The energy value will always be around 6,000 kJ (remember that the oil value is also calculated in the pellet). The nutritional composition is rich in fats (40-50 g/day) and protein (90-105 g / day). Dining menu has a reduced carbohydrate content (100-130 g/day).
Download the shopping list for this week Remember that the last meal should be 2.5 to 3 hours before bedtime. If you do not sleep until later, do not be afraid to eat in the evening. This last meal should be made up of vegetables and less protein – such as a vegetable salad with a piece of cheese. Fruit and vegetables can be varied in the menu according to the seasonal menu.
Today, Nutritional Specialist has included eggs that some people are unnecessarily worried about. They contain high-quality animal proteins. In weight reduction, they are an ideal substitute for meat. They are also a source of important vitamins, such as vitamins A and B.
Recommended meal for today
|Breakfast – honey ricotta
Mix the ricotta (1/2 cup) with a little oatmeal (3 tablespoons), top with maple syrup or honey (1 teaspoon), sprinkle with almonds (15 g)
Snack – grated apple
(1 piece), add the sesame seeds (1 teaspoon)
Lunch – cold bean salad
Cook the beans according to the instructions on the package (200 g), rinse and add cooked eggs (2 pieces) and vegetables (unlimited)
Snack – vegetable curd
1/2 curdle mix with spring onion, parsley and served with salad cucumber (1/2 pcs)
Dinner – Stewed chicken slice
chicken steak stewed (150 g) with root vegetable sauce, carrot salad (1 cuttlefish) – 1 carrot and a little celery, parsley, pepper, sliced butter, slightly salted with chicken slice served with carrot salad.
Exercise on Day 6
On Sunday you have more time for physical activity. Spend your family or friends for a long walk, ending with a bowling alley.
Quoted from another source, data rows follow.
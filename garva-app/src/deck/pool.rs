use super::card::DeckCard;
use crate::domain::Joke;
use garva_errors::AppError;
use rand::Rng;
use std::collections::VecDeque;

/// Jokes not yet drawn in the current shuffle cycle, head first.
pub type Pool = VecDeque<Joke>;

/// Fisher-Yates: walk from the last index down, swapping with a uniform index at or below it.
pub fn shuffle<T: Clone, R: Rng + ?Sized>(items: &[T], rng: &mut R) -> Vec<T> {
    let mut shuffled = items.to_vec();
    for i in (1..shuffled.len()).rev() {
        let j = rng.gen_range(0..=i);
        shuffled.swap(i, j);
    }
    shuffled
}

/// Draws the next card, reseeding the pool from `candidates` once it runs dry.
pub fn draw<R: Rng + ?Sized>(
    pool: Pool,
    candidates: &[Joke],
    rng: &mut R,
) -> Result<(DeckCard, Pool), AppError> {
    if candidates.is_empty() {
        return Err(AppError::EmptyCatalog);
    }

    let mut pool = if pool.is_empty() {
        tracing::debug!("Reshuffling {} jokes into the pool", candidates.len());
        Pool::from(shuffle(candidates, rng))
    } else {
        pool
    };

    let joke = pool.pop_front().ok_or(AppError::EmptyCatalog)?;
    Ok((DeckCard::new(joke, rng), pool))
}

#[cfg(test)]
mod tests {
    use super::*;
    use rand::rngs::StdRng;
    use rand::SeedableRng;
    use std::collections::HashMap;

    fn jokes(ids: &[i32]) -> Vec<Joke> {
        ids.iter().map(|&id| Joke::new(id, format!("joke {id}"))).collect()
    }

    #[test]
    fn test_draw_fails_on_empty_catalog() {
        let mut rng = StdRng::seed_from_u64(0);
        let result = draw(Pool::new(), &[], &mut rng);
        assert_eq!(result.unwrap_err(), AppError::EmptyCatalog);
    }

    #[test]
    fn test_draw_pops_head_of_pool() {
        let mut rng = StdRng::seed_from_u64(0);
        let candidates = jokes(&[1, 2, 3]);
        let pool = Pool::from(jokes(&[3, 1]));

        let (card, pool) = draw(pool, &candidates, &mut rng).unwrap();
        assert_eq!(card.joke_id(), 3);
        assert_eq!(pool.iter().map(|j| j.id).collect::<Vec<_>>(), vec![1]);
    }

    #[test]
    fn test_draw_reseeds_empty_pool_with_every_candidate() {
        let mut rng = StdRng::seed_from_u64(3);
        let candidates = jokes(&[1, 2, 3, 4]);

        let (card, pool) = draw(Pool::new(), &candidates, &mut rng).unwrap();
        let mut seen: Vec<i32> = pool.iter().map(|j| j.id).collect();
        seen.push(card.joke_id());
        seen.sort_unstable();
        assert_eq!(seen, vec![1, 2, 3, 4]);
    }

    #[test]
    fn test_shuffle_keeps_every_item() {
        let mut rng = StdRng::seed_from_u64(11);
        let mut shuffled = shuffle(&[5, 6, 7, 8, 9], &mut rng);
        shuffled.sort_unstable();
        assert_eq!(shuffled, vec![5, 6, 7, 8, 9]);
        assert!(shuffle::<i32, _>(&[], &mut rng).is_empty());
    }

    #[test]
    fn test_shuffle_is_uniform_over_permutations() {
        const TRIALS: usize = 60_000;
        let mut rng = StdRng::seed_from_u64(2024);
        let mut counts: HashMap<Vec<u8>, usize> = HashMap::new();

        for _ in 0..TRIALS {
            *counts.entry(shuffle(&[0u8, 1, 2], &mut rng)).or_default() += 1;
        }

        assert_eq!(counts.len(), 6);
        let expected = TRIALS as f64 / 6.0;
        let chi_square: f64 = counts
            .values()
            .map(|&observed| (observed as f64 - expected).powi(2) / expected)
            .sum();
        // 5 degrees of freedom, p = 0.001
        assert!(chi_square < 20.52, "chi-square {chi_square} suggests positional bias");
    }

    #[test]
    fn test_reseeded_draws_have_no_positional_bias() {
        const TRIALS: usize = 40_000;
        let mut rng = StdRng::seed_from_u64(99);
        let candidates = jokes(&[1, 2, 3, 4]);
        let mut first_draws: HashMap<i32, usize> = HashMap::new();

        for _ in 0..TRIALS {
            let (card, _) = draw(Pool::new(), &candidates, &mut rng).unwrap();
            *first_draws.entry(card.joke_id()).or_default() += 1;
        }

        let expected = TRIALS as f64 / 4.0;
        let chi_square: f64 = first_draws
            .values()
            .map(|&observed| (observed as f64 - expected).powi(2) / expected)
            .sum();
        // 3 degrees of freedom, p = 0.001
        assert!(chi_square < 16.27, "chi-square {chi_square} suggests positional bias");
    }
}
In the morning work at home at the often underestimated part of the body, which is your shoulders and arms.
1st exercise – strengthening of triceps
Stand straight, feet wide in the pan, knees slightly bent, carry a dumbbell or a pet bottle into your hands. Put your shaking hands behind your head, the elbows are at the ear level as close as possible to the head, you can touch the blades between them. With the exhale, raise your hands upward and pull back with a touch. Elbows move forward, not sideways.
The recommended number of repetitions is 10 to 20, two to four, but of course, it depends on whether you start or exercise for a long time.
2nd exercise – shoulder strengthening
Stand straight, feet wide in the pan, knees slightly bent, take the dumbbells or pet bottles into your hands and grab the so-called overhand grip. With the exhale, lift the stretched arms roughly to the eye level and with a tinge, return back.
The recommended number of repetitions is 10 to 20, two to four, but the same is true of the first practice. Select the number according to your skill.